Obama’s Seeds for African Agriculture
The United States, several West African nations and other developing countries are locked in a stalemate over US cotton subsidies preventing the completion of the Doha Round of global trade negotiations. 6.8 billion people await the passage of this accord and the confidence it will provide to jittery markets and economies in crisis.
Collectively, American cotton growers have received more than $3 billion in subsidies annually over the last eight years. That total amounts to approximately $1 million in subsidies for each of the 25,000 major growers. West African farmers are demanding the removal of these U.S. cotton subsidies that unfairly price them out of global markets. The Dean of Singapore’s School of Public Policy notes, “…In both moral and rational terms, the decision should be obvious. America’s rich cotton farmers are in the best position to make a sacrifice. If they cannot make a sacrifice, who in America can?”
In his address to Ghana’s Parliament on July 11, United States President, Barack Obama stated, “with strong institutions and a strong will, I know that Africans can live their dreams.” It’s extraordinarily unusual to tell your opponent in any negotiation to develop and assert a strong will. As President Obama marked this current African era as a “new moment of great promise,” one wonders if he is referring to the courage African states are demonstrating to protect their commercial interests in the face of tremendous US pressure. Obama went on to say, “I want to see Ghanaians not only self-sufficient in food, I want to see you exporting food to other countries and earning money. You can do that.” This wish, shared by every Ghanaian, stands as the most significant aspiration of the whole speech.
For Ghana and other African nations to gain food self-sufficiency, the United States must respond to the multinational efforts to eliminate the rice, corn, sugar and wheat subsidies-a central feature of the United States’ $298 Billion agricultural support package. So onerous to the developing world is this piece of legislation that even the European Trade Commissioner, Peter Mandelson has spoken out, calling it “one of the most reactionary farm bills in the history of the US”. Alternatively, African nations could opt to impose stiff tariffs on cheap imports from countries with subsidizes and encourage other developing nations to do the same. The $3.5 billion President Obama has pledged for new technologies and methods for farms in Africa’s 53 countries simply will not go far enough to make African agriculture competitive at a time when the US government has sunk almost $300 Billion in assistance into its own farms.
In addition to chiding and scolding of African leaders for their vices, President Obama also supplied African governments with powerful ammunition for their crusade for fairness in agricultural trade. It is now up to African leaders to stand on President Obama’s own words and press their case to end market distorting farm subsidies in the United States. In bilateral talks, the World Trade Organization and in Op-ed pieces and interviews in the global media, Africa’s leaders must continue to articulate the ethical and economic imperative to remove subsidies that obstruct African producers from competing abroad as well as in their own markets.

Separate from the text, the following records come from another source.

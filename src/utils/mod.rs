pub(crate) mod debug;

pub(crate) use debug::{debug_enabled, set_debug};
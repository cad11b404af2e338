//! Configuration schema and loader.
//!
//! Configuration is layered with figment, lowest priority first:
//!
//! 1. Built-in defaults
//! 2. `braze.toml` (or an explicitly given file)
//! 3. Environment variables (`BRAZE_*`, `__` as section separator)
//! 4. Programmatic overrides via [`ConfigLoader::merge`]
//!
//! # Environment Variable Mapping
//!
//! - `BRAZE_HTTP__PORT=9090` → `http.port = 9090`
//! - `BRAZE_LOGGING__LEVEL=debug` → `logging.level = "debug"`
//!
//! # Example
//!
//! ```rust,ignore
//! use braze_runtime::config::ConfigLoader;
//!
//! let config = ConfigLoader::new().load()?;
//!
//! let config = ConfigLoader::new()
//!     .file("config/braze.toml")
//!     .load()?;
//! ```

use std::collections::HashMap;
use std::path::{Path, PathBuf};

use figment::Figment;
use figment::providers::{Env, Format, Serialized, Toml};
use serde::{Deserialize, Serialize};
use tracing::debug;

use crate::error::{ConfigError, ConfigResult};

/// Default configuration file searched in the working directory.
const DEFAULT_CONFIG_FILE: &str = "braze.toml";

/// Root configuration structure.
#[derive(Debug, Clone, Serialize, Deserialize, Default)]
pub struct BrazeConfig {
    /// Webhook HTTP server settings.
    #[serde(default)]
    pub http: HttpConfig,

    /// Logging settings.
    #[serde(default)]
    pub logging: LoggingConfig,
}

/// Webhook HTTP server configuration.
#[derive(Debug, Clone, Serialize, Deserialize)]
pub struct HttpConfig {
    /// Bind host.
    #[serde(default = "default_host")]
    pub host: String,

    /// Bind port.
    #[serde(default = "default_port")]
    pub port: u16,

    /// Whether the webhook server may start at all.
    #[serde(default = "default_http_enabled")]
    pub enabled: bool,
}

impl HttpConfig {
    /// The bind address as `host:port`.
    pub fn addr(&self) -> String {
        format!("{}:{}", self.host, self.port)
    }
}

impl Default for HttpConfig {
    fn default() -> Self {
        Self {
            host: default_host(),
            port: default_port(),
            enabled: default_http_enabled(),
        }
    }
}

fn default_host() -> String {
    "0.0.0.0".to_string()
}

fn default_port() -> u16 {
    8080
}

fn default_http_enabled() -> bool {
    true
}

/// Logging configuration.
#[derive(Debug, Clone, Serialize, Deserialize, Default)]
#[serde(default)]
pub struct LoggingConfig {
    /// Base log level.
    pub level: LogLevel,

    /// Output format.
    pub format: LogFormat,

    /// Output destination.
    pub output: LogOutput,

    /// Log file path, for [`LogOutput::File`].
    pub file_path: Option<PathBuf>,

    /// Per-module level overrides, e.g. `braze_core = "debug"`.
    pub filters: HashMap<String, LogLevel>,
}

/// Log level.
#[derive(Debug, Clone, Copy, PartialEq, Eq, Serialize, Deserialize, Default)]
#[serde(rename_all = "lowercase")]
pub enum LogLevel {
    /// Trace level.
    Trace,
    /// Debug level.
    Debug,
    /// Info level (default).
    #[default]
    Info,
    /// Warn level.
    Warn,
    /// Error level.
    Error,
}

impl LogLevel {
    /// Returns the level as a lowercase string.
    pub fn as_str(&self) -> &'static str {
        match self {
            Self::Trace => "trace",
            Self::Debug => "debug",
            Self::Info => "info",
            Self::Warn => "warn",
            Self::Error => "error",
        }
    }

    /// Converts to a `tracing` level.
    pub fn to_tracing_level(self) -> tracing::Level {
        match self {
            Self::Trace => tracing::Level::TRACE,
            Self::Debug => tracing::Level::DEBUG,
            Self::Info => tracing::Level::INFO,
            Self::Warn => tracing::Level::WARN,
            Self::Error => tracing::Level::ERROR,
        }
    }
}

/// Log output format.
#[derive(Debug, Clone, Copy, PartialEq, Eq, Serialize, Deserialize, Default)]
#[serde(rename_all = "lowercase")]
pub enum LogFormat {
    /// Compact single-line format (default).
    #[default]
    Compact,
    /// Full format with all fields.
    Full,
    /// Multi-line human-readable format.
    Pretty,
}

/// Log output destination.
#[derive(Debug, Clone, Copy, PartialEq, Eq, Serialize, Deserialize, Default)]
#[serde(rename_all = "lowercase")]
pub enum LogOutput {
    /// Standard output (default).
    #[default]
    Stdout,
    /// Standard error.
    Stderr,
    /// A log file; requires `file_path`.
    File,
}

/// Configuration loader with figment-based multi-source support.
pub struct ConfigLoader {
    file: Option<PathBuf>,
    env: bool,
    overrides: Option<BrazeConfig>,
}

impl ConfigLoader {
    /// Creates a loader with default sources.
    pub fn new() -> Self {
        Self {
            file: None,
            env: true,
            overrides: None,
        }
    }

    /// Sets a specific configuration file to load.
    pub fn file<P: AsRef<Path>>(mut self, path: P) -> Self {
        self.file = Some(path.as_ref().to_path_buf());
        self
    }

    /// Enables loading environment variables (enabled by default).
    pub fn with_env(mut self) -> Self {
        self.env = true;
        self
    }

    /// Disables loading environment variables.
    pub fn without_env(mut self) -> Self {
        self.env = false;
        self
    }

    /// Merges additional configuration programmatically; highest priority.
    pub fn merge(mut self, config: BrazeConfig) -> Self {
        self.overrides = Some(config);
        self
    }

    /// Loads and merges all configured sources.
    pub fn load(self) -> ConfigResult<BrazeConfig> {
        let mut figment = Figment::from(Serialized::defaults(BrazeConfig::default()));

        match &self.file {
            Some(path) => {
                debug!(path = %path.display(), "loading configuration file");
                figment = figment.merge(Toml::file(path));
            }
            None => {
                let path = Path::new(DEFAULT_CONFIG_FILE);
                if path.exists() {
                    debug!(path = %path.display(), "loading configuration file");
                    figment = figment.merge(Toml::file(path));
                }
            }
        }

        if self.env {
            figment = figment.merge(Env::prefixed("BRAZE_").split("__"));
        }

        if let Some(overrides) = self.overrides {
            figment = figment.merge(Serialized::defaults(overrides));
        }

        figment
            .extract()
            .map_err(|e| ConfigError::Invalid(e.to_string()))
    }
}

impl Default for ConfigLoader {
    fn default() -> Self {
        Self::new()
    }
}

/// Loads configuration from the default sources.
pub fn load_config() -> ConfigResult<BrazeConfig> {
    ConfigLoader::new().load()
}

President Obama’s visit was a moment celebrating the many points where American and African interests converge. We must also be clear-eyed enough to see when they do not. Africa’s number one priority must be to develop and implement an effective growth strategy. Given the continent’s equatorial sun, millions of hectares of arable land and prodigious water resources, agriculture ought to feature centrally within that strategy. Firmly in line with lessons of history, Obama’s message on to African agriculture is simple: assert yourselves - advance your own interests with conviction.